--- The problem ---
Pull every line containing "unless" from the entries.
--- Exercise inputs ---
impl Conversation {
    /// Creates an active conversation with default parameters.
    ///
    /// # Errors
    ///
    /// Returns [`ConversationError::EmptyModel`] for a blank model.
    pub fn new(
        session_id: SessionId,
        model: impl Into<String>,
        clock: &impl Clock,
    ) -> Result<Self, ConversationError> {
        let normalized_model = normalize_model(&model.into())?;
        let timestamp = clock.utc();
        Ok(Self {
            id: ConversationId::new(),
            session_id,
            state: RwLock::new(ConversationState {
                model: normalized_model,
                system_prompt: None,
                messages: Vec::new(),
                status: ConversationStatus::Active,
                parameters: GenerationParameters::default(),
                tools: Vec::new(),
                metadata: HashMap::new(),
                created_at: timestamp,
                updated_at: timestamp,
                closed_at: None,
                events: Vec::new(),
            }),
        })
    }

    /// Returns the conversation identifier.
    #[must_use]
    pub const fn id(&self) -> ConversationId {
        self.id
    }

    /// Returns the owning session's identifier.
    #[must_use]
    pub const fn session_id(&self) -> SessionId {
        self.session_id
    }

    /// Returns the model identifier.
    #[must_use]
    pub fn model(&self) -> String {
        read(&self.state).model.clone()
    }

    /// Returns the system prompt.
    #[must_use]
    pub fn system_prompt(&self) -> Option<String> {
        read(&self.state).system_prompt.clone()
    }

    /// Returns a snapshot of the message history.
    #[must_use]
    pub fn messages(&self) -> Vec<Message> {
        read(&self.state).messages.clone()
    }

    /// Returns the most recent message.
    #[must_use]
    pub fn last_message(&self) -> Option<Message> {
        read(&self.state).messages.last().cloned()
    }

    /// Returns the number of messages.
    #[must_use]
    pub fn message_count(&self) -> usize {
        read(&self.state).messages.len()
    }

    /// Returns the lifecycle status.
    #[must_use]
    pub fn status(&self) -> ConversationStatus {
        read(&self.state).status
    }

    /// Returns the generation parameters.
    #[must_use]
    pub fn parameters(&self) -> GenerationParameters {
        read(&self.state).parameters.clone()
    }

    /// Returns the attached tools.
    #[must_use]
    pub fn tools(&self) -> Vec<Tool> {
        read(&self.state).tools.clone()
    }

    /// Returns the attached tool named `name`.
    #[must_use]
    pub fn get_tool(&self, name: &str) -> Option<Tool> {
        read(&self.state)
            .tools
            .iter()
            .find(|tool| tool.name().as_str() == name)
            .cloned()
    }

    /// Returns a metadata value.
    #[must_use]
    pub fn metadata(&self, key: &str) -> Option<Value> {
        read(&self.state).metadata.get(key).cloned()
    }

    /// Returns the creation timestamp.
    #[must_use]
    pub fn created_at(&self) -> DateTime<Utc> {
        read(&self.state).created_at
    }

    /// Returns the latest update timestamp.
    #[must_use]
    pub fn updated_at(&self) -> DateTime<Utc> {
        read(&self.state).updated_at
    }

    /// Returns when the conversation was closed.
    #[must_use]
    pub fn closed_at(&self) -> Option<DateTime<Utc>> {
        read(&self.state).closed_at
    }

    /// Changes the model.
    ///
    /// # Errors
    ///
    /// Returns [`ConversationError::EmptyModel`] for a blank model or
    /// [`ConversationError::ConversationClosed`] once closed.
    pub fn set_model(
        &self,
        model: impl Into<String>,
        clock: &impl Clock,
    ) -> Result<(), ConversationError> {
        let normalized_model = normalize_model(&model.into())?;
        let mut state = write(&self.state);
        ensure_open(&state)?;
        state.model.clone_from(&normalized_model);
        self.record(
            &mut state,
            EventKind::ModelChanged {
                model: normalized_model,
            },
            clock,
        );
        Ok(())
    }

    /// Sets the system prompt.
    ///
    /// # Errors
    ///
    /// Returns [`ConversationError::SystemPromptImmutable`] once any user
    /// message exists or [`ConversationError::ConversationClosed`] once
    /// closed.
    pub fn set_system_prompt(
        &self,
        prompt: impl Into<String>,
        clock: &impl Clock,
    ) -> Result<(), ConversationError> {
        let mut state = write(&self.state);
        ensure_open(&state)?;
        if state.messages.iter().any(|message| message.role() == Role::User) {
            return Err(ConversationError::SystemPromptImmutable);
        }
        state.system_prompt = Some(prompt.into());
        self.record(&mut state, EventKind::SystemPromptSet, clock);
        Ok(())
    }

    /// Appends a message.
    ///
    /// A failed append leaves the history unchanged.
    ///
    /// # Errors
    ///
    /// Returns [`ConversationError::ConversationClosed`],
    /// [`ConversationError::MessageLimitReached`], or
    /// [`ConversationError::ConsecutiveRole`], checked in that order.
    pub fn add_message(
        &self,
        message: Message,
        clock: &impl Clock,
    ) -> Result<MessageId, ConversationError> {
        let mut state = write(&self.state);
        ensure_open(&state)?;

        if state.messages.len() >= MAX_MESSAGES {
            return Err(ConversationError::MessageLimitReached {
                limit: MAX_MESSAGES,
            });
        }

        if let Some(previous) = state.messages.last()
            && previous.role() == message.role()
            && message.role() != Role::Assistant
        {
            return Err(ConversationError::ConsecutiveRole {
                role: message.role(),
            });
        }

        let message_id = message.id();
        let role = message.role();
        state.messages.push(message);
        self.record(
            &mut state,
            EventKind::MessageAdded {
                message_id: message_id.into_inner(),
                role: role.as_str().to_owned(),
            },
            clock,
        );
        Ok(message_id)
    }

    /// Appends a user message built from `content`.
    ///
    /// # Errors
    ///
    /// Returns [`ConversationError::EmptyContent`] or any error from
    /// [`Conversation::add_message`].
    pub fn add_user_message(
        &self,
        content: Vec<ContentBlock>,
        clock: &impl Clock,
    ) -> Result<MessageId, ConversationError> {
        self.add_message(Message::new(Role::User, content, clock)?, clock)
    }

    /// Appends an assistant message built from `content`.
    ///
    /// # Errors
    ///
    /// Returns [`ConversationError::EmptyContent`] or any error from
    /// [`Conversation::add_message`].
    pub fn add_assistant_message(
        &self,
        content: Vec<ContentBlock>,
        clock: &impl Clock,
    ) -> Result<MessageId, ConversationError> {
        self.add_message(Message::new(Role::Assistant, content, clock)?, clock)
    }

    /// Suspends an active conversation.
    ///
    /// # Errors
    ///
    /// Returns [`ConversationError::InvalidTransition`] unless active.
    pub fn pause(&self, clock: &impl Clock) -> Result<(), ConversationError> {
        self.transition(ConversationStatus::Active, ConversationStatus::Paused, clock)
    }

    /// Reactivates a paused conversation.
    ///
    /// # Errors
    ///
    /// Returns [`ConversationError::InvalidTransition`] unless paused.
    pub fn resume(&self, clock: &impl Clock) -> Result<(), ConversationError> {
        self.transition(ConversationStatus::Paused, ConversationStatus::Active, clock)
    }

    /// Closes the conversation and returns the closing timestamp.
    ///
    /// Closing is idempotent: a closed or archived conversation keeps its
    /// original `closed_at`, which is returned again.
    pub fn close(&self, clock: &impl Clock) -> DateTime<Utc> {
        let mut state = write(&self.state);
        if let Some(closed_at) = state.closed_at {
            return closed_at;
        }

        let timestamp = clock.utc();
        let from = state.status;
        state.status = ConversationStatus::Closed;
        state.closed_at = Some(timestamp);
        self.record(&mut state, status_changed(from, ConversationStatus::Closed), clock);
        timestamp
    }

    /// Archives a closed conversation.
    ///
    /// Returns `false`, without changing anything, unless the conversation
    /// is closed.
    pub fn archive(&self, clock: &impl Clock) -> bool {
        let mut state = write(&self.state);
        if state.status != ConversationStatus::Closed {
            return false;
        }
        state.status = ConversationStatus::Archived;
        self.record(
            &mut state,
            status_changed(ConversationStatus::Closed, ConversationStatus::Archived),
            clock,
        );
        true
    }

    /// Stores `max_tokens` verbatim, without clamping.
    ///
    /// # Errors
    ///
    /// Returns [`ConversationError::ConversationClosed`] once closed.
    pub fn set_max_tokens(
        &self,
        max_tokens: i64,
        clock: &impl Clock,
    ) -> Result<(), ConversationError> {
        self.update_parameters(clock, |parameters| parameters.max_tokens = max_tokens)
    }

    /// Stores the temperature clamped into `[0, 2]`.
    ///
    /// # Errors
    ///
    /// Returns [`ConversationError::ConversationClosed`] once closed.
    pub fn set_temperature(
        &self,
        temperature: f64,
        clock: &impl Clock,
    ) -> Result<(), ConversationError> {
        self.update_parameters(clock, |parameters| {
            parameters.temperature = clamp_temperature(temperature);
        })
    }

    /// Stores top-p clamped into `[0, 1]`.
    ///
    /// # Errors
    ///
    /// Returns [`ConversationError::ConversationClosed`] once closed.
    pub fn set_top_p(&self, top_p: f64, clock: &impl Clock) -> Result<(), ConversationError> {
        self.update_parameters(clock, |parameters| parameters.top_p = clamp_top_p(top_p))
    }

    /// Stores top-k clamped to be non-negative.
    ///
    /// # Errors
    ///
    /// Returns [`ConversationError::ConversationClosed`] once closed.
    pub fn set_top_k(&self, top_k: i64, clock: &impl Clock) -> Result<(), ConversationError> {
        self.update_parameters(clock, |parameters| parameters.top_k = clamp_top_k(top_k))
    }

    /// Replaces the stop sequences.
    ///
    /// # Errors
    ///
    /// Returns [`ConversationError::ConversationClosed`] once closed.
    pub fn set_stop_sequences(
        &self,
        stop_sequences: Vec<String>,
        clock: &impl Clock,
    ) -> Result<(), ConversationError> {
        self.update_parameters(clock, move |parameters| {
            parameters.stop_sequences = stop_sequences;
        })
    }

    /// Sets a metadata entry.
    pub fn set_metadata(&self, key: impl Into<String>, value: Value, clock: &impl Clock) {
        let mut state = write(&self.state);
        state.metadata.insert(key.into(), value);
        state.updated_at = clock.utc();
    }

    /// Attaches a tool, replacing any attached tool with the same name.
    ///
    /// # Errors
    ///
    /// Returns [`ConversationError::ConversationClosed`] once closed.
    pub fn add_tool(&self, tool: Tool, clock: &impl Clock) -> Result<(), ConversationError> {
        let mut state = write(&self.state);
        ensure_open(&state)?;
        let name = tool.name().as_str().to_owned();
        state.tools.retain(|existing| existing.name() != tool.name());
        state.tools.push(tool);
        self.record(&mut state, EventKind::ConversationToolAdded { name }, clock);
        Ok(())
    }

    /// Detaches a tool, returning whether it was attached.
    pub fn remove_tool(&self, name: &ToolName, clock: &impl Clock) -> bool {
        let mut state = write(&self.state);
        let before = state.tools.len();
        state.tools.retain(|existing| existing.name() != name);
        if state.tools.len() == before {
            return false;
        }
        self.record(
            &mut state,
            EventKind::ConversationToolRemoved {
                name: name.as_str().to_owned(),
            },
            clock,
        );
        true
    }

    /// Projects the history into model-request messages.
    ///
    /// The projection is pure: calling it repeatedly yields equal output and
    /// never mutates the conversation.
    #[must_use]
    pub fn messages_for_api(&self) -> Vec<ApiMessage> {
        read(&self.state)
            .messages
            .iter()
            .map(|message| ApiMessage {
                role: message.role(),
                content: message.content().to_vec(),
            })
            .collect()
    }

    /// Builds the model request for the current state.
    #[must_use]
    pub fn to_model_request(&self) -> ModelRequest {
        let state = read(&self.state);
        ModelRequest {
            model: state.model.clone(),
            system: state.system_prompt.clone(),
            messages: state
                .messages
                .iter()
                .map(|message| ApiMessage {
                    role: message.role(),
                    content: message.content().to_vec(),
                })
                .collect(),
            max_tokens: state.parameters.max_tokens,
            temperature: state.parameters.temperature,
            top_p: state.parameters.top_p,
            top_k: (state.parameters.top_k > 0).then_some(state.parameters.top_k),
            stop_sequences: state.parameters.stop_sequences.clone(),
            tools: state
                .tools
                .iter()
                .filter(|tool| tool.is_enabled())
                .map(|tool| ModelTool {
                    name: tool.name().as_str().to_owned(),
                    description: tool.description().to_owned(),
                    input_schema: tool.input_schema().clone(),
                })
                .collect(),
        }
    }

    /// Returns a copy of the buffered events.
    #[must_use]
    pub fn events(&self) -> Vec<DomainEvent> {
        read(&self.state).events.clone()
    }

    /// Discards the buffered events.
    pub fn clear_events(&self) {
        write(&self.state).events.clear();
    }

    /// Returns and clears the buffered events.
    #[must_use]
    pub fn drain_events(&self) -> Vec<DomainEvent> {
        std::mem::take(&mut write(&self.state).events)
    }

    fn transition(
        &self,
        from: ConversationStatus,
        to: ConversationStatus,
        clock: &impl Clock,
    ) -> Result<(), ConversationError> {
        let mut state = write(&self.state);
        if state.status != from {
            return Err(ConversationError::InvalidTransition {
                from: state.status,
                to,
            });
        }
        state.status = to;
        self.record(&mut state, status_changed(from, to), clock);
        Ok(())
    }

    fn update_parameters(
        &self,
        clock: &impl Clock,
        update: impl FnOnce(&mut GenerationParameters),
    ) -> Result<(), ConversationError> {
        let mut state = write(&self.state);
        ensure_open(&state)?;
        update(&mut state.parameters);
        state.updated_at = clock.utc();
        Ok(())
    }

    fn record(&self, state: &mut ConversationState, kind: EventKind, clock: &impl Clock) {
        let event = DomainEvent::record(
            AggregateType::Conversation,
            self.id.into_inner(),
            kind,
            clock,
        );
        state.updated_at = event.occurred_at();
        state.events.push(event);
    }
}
---
--- Response to the task ---
    /// Returns [`ConversationError::InvalidTransition`] unless active.
    /// Returns [`ConversationError::InvalidTransition`] unless paused.
    /// Returns `false`, without changing anything, unless the conversation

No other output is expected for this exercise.